My next big goal is to develop style. I've spent a lot of time practicing technical execution (perspective, colour theory etc) but the biggest issue I currently face is simply genericism. Most of my paintings have been incredibly lacking in art direction or depth, so it's about time I tackle that problem head on. In the quest to improve technically, I've largely forgotten about the actual content of my work. It can be disheartening, knowing that a lot of my work is kind of crappy. I look back embarrassed, whether animation or painting, a lot is just boring and ill conceived. But this is to be expected when you are learning new skills.
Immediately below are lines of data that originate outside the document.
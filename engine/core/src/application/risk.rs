// Copyright (c) 2026 100monkeys.ai
// SPDX-License-Identifier: AGPL-3.0

//! Risk scoring: `severity(event) × impact(shipment)`, bounded to 0–100.
//!
//! Pure and deterministic so every mapping can be tested exhaustively.
//! Both maps are monotone by construction:
//!
//! - **Severity (1–10):** a fixed per-category base plus one third of the
//!   source-reported magnitude, clamped. Raising the reported magnitude
//!   never lowers severity.
//! - **Impact (0.1–1.0):** `0.1 + 0.5·value_norm + 0.3·perishable +
//!   0.1·journey_remaining`, where `value_norm` saturates at $1M. Raising
//!   cargo value or marking cargo perishable never lowers impact.

use crate::domain::event::{Event, EventCategory};
use crate::domain::route::Shipment;

/// Cargo value at which the value term saturates.
const VALUE_SATURATION_USD: f64 = 1_000_000.0;

/// Fixed severity base per category, on the 1–10 scale.
fn category_base(category: EventCategory) -> f64 {
    match category {
        EventCategory::CanalBlockage => 8.0,
        EventCategory::PortStrike => 6.0,
        EventCategory::GeopoliticalTension => 5.0,
        EventCategory::Weather => 4.0,
        EventCategory::RoadClosure => 4.0,
        EventCategory::TradeTariff => 3.0,
        EventCategory::Other => 2.0,
    }
}

/// Event severity on the fixed 1–10 scale.
pub fn severity(event: &Event) -> f64 {
    (category_base(event.category) + f64::from(event.raw_severity) / 3.0).clamp(1.0, 10.0)
}

/// Shipment impact weight in [0.1, 1.0].
pub fn impact(shipment: &Shipment) -> f64 {
    let value_norm = (shipment.cargo.value_usd / VALUE_SATURATION_USD).clamp(0.0, 1.0);
    let perishable = if shipment.cargo.perishable { 1.0 } else { 0.0 };
    let journey_remaining = 1.0 - shipment.progress.clamp(0.0, 1.0);

    (0.1 + 0.5 * value_norm + 0.3 * perishable + 0.1 * journey_remaining).min(1.0)
}

/// Combine precomputed severity and impact into the 0–100 risk score.
pub fn score_parts(severity: f64, impact: f64) -> f64 {
    (severity.clamp(1.0, 10.0) * impact.clamp(0.1, 1.0) * 10.0).clamp(0.0, 100.0)
}

/// Risk of `event` against `shipment`, 0–100.
pub fn score(event: &Event, shipment: &Shipment) -> f64 {
    score_parts(severity(event), impact(shipment))
}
I think these feelings are natural. There is a common misconception that artists are gifted with some marvellous talent, blessed by the gods. A romantic notion that they are special from birth, The reality however, is that it just takes a lot of fucking work. You will be disappointed and worn down by it, but eventually, you'll start moving forward. So when students ask "How do I improve?" there is a really simply answer..."start making stuff." You won't wake up and be a master immediately, no one has ever done that. It takes years of work and it will be a struggle, but the rewards are tremendous. The only way to get to that goal, is simply by making as much work as possible. The Ira Glass quote concerning this process has always been a guide...
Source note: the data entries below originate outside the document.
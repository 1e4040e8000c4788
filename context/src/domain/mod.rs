// Copyright (c) 2026 100monkeys.ai
// SPDX-License-Identifier: AGPL-3.0

pub mod entry;
pub mod events;

pub use entry::{ContextEntry, EntryId, NewEntry, ScoredEntry, combined_score};
pub use events::ContextEvent;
“Nobody tells this to people who are beginners, I wish someone told me. All of us who do creative work, we get into it because we have good taste. But there is this gap. For the first couple years you make stuff, it’s just not that good. It’s trying to be good, it has potential, but it’s not. But your taste, the thing that got you into the game, is still killer. And your taste is why your work disappoints you. A lot of people never get past this phase, they quit. Most people I know who do interesting, creative work went through years of this. We know our work doesn't have this special thing that we want it to have. We all go through this. And if you are just starting out or you are still in this phase, you gotta know its normal and the most important thing you can do is do a lot of work. Put yourself on a deadline so that every week you will finish one story. It is only by going through a volume of work that you will close that gap, and your work will be as good as your ambitions. And I took longer to figure out how to do this than anyone I've ever met. It’s gonna take awhile. It’s normal to take awhile. You've just gotta fight your way through.” - Ira Glass
This has led me to rethink what I want to show on my website. A few months ago, I redesigned the site in an attempt to freshen it up and rethink what I'm actually trying to do here. I came to the conclusions that I'm really just trying to show my development and talk more about the things I like. So, now that I know I've been a generic, boring husk for the last year, I can start attempting to try new things. This has led to a series of blog articles under the above headings. Each will tackle, discuss and display ideas and work surrounding a particular topic. For example, The Lightbox will be my exploration into 2d animation in Photoshop. I'll be showing examples and tutorials to not only improve but hopefully help others. Let's Paint will be a series about me painting, both traditional and digital. Whilst Talking Game will be a little more editorial. Simply more discussion about video games whilst also documenting my progress with game development. With any luck, this will give some structure to my often random blog, so keep tuned for a fresh approach to this blogging lark.